Your lead story (The great wages crash, 30 January), about a finding by the Institute for Fiscal Studies that young workers in the UK’s private sector are among the biggest victims of falling living standards, should not surprise anyone familiar with an old economic finding that real wages don’t rise in a sector facing an unlimited supply of labour. In recent months, those of us who worry greatly about the unbalanced economic growth that government policies here have given rise to have been told repeatedly on the pages of the Guardian that unrestricted immigration from within the EU to the lower rungs of the service industry imposes no cost to our economy. To question it has been deemed a “rightwing” position. The caricature serves the interest of the wealthy because we like our lattes to be served by energetic workers from the EU, employed at rock-bottom wages. But a systematic policy of pampering the wealthy, be they domestic or foreign, allied to a callous disregard of the interest of our own young, has led to the economic polarisation we see today. No amount of “left” versus “right” rhetoric should allow us to duck the question of whether we care about our young and their futures.
Partha Dasgupta
Frank Ramsey professor emeritus of economics, University of Cambridge
• It’s sad that, in your report, a Treasury spokesman should obfuscate the full truth about low wages.

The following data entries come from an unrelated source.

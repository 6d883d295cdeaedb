use thiserror::Error;

use crate::vector::Order;

/// A malformed mechanism or malformed solve inputs, detected before solving.
#[derive(Debug, Clone, PartialEq, Error)]
pub enum DefinitionError {
    #[error("no origin joint was designated")]
    MissingOrigin,

    #[error("joint name `{0}` is declared more than once")]
    DuplicateJoint(String),

    #[error("vector name `{0}` is declared more than once")]
    DuplicateVector(String),

    #[error("vector `{vector}` references a joint that is not part of this mechanism")]
    UnknownJoint { vector: String },

    #[error("vector `{vector}` starts and ends at the same joint")]
    DegenerateVector { vector: String },

    #[error("vector `{vector}` has non-positive fixed magnitude {value}")]
    NonPositiveMagnitude { vector: String, value: f64 },

    #[error("vector `{vector}` has a non-finite fixed parameter")]
    NonFiniteParameter { vector: String },

    #[error("ground vector `{vector}` must have a fixed angle")]
    GroundWithoutAngle { vector: String },

    #[error("joint `{joint}` cannot be reached from the origin through joint-deriving vectors")]
    UnreachableJoint { joint: String },

    #[error("drive input has no samples")]
    EmptyDrive,

    #[error("drive {order} series has {got} samples, expected {expected}")]
    DriveLengthMismatch {
        order: Order,
        expected: usize,
        got: usize,
    },

    #[error("{order} guess has {got} unknowns, expected {expected}")]
    GuessLengthMismatch {
        order: Order,
        expected: usize,
        got: usize,
    },

    #[error("loop equations produce {residuals} residuals for {unknowns} unknowns")]
    ResidualCountMismatch { residuals: usize, unknowns: usize },

    #[error("vector `{vector}` was evaluated with {got} overrides, expected {expected}")]
    OverrideArity {
        vector: String,
        expected: usize,
        got: usize,
    },

    #[error("loop equations evaluated a vector that is not part of this mechanism")]
    UnknownVector,

    #[error("vector `{vector}` has free parameters but is never evaluated by the loop equations")]
    UnresolvedVector { vector: String },
}

/// Errors raised by the numeric routines for a single solve.
#[derive(Debug, Clone, PartialEq, Error)]
pub enum SolverError {
    #[error("Solver did not converge after {max_iterations} iterations (residual: {residual})")]
    DidNotConverge { max_iterations: usize, residual: f64 },

    #[error("Solver stalled after {iterations} iterations (residual: {residual})")]
    Stalled { iterations: usize, residual: f64 },

    #[error("Jacobian is singular (reciprocal condition: {reciprocal_condition:e})")]
    Singular { reciprocal_condition: f64 },

    #[error("Jacobian is {rows}x{cols}, expected a square system")]
    NotSquare { rows: usize, cols: usize },

    #[error("loop equations produced a non-finite residual")]
    NonFinite,

    #[error(transparent)]
    Definition(#[from] DefinitionError),
}

/// Errors surfaced to callers of the mechanism engine.
///
/// Runtime failures carry the sample index and the kinematic order (stage)
/// at which solving stopped. None of them are recoverable within a
/// trajectory: a sample that cannot be solved invalidates every later warm
/// start.
#[derive(Debug, Clone, PartialEq, Error)]
pub enum KinematicsError {
    #[error("invalid mechanism definition: {0}")]
    Definition(#[from] DefinitionError),

    #[error(
        "position solve did not converge at sample {sample} after {iterations} iterations (residual norm: {residual})"
    )]
    Convergence {
        sample: usize,
        iterations: usize,
        residual: f64,
    },

    #[error(
        "singular {order} jacobian at sample {sample} (reciprocal condition: {reciprocal_condition:e})"
    )]
    SingularJacobian {
        sample: usize,
        order: Order,
        reciprocal_condition: f64,
    },

    #[error("loop equations produced a non-finite {order} residual at sample {sample}")]
    NonFinite { sample: usize, order: Order },
}

impl KinematicsError {
    /// Attach the sample index and stage to a numeric failure.
    pub fn at(sample: usize, order: Order, err: SolverError) -> Self {
        match err {
            SolverError::DidNotConverge {
                max_iterations,
                residual,
            } => Self::Convergence {
                sample,
                iterations: max_iterations,
                residual,
            },
            SolverError::Stalled {
                iterations,
                residual,
            } => Self::Convergence {
                sample,
                iterations,
                residual,
            },
            SolverError::Singular {
                reciprocal_condition,
            } => Self::SingularJacobian {
                sample,
                order,
                reciprocal_condition,
            },
            SolverError::NotSquare { rows, cols } => {
                Self::Definition(DefinitionError::ResidualCountMismatch {
                    residuals: rows,
                    unknowns: cols,
                })
            }
            SolverError::NonFinite => Self::NonFinite { sample, order },
            SolverError::Definition(e) => Self::Definition(e),
        }
    }

    /// The sample at which solving failed, if the failure happened while solving.
    pub fn sample(&self) -> Option<usize> {
        match self {
            Self::Definition(_) => None,
            Self::Convergence { sample, .. }
            | Self::SingularJacobian { sample, .. }
            | Self::NonFinite { sample, .. } => Some(*sample),
        }
    }
}

#[cfg(test)]
mod tests {
    use super::*;

    #[test]
    fn test_stalled_and_cap_both_surface_as_convergence() {
        let stalled = KinematicsError::at(
            4,
            Order::Position,
            SolverError::Stalled {
                iterations: 7,
                residual: 0.5,
            },
        );
        assert!(matches!(
            stalled,
            KinematicsError::Convergence {
                sample: 4,
                iterations: 7,
                ..
            }
        ));

        let capped = KinematicsError::at(
            2,
            Order::Position,
            SolverError::DidNotConverge {
                max_iterations: 50,
                residual: 1.0,
            },
        );
        assert_eq!(capped.sample(), Some(2));
    }

    #[test]
    fn test_singular_keeps_stage() {
        let err = KinematicsError::at(
            9,
            Order::Acceleration,
            SolverError::Singular {
                reciprocal_condition: 1e-17,
            },
        );
        assert!(matches!(
            err,
            KinematicsError::SingularJacobian {
                sample: 9,
                order: Order::Acceleration,
                ..
            }
        ));
        assert!(err.to_string().contains("acceleration"));
    }

    #[test]
    fn test_definition_errors_have_no_sample() {
        let err: KinematicsError = DefinitionError::MissingOrigin.into();
        assert_eq!(err.sample(), None);
    }
}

Although the tax threshold has indeed been raised, this does not help those earning less than this. And although council tax has been frozen, it has been introduced as a new charge on those in receipt of benefits. Similarly, the raising of the VAT rate is regressive in impact, so that cumulatively these and other measures have actually deliberately made the poor poorer. And above all this, the austerity measures, by stamping out demand, have prolonged the recovery.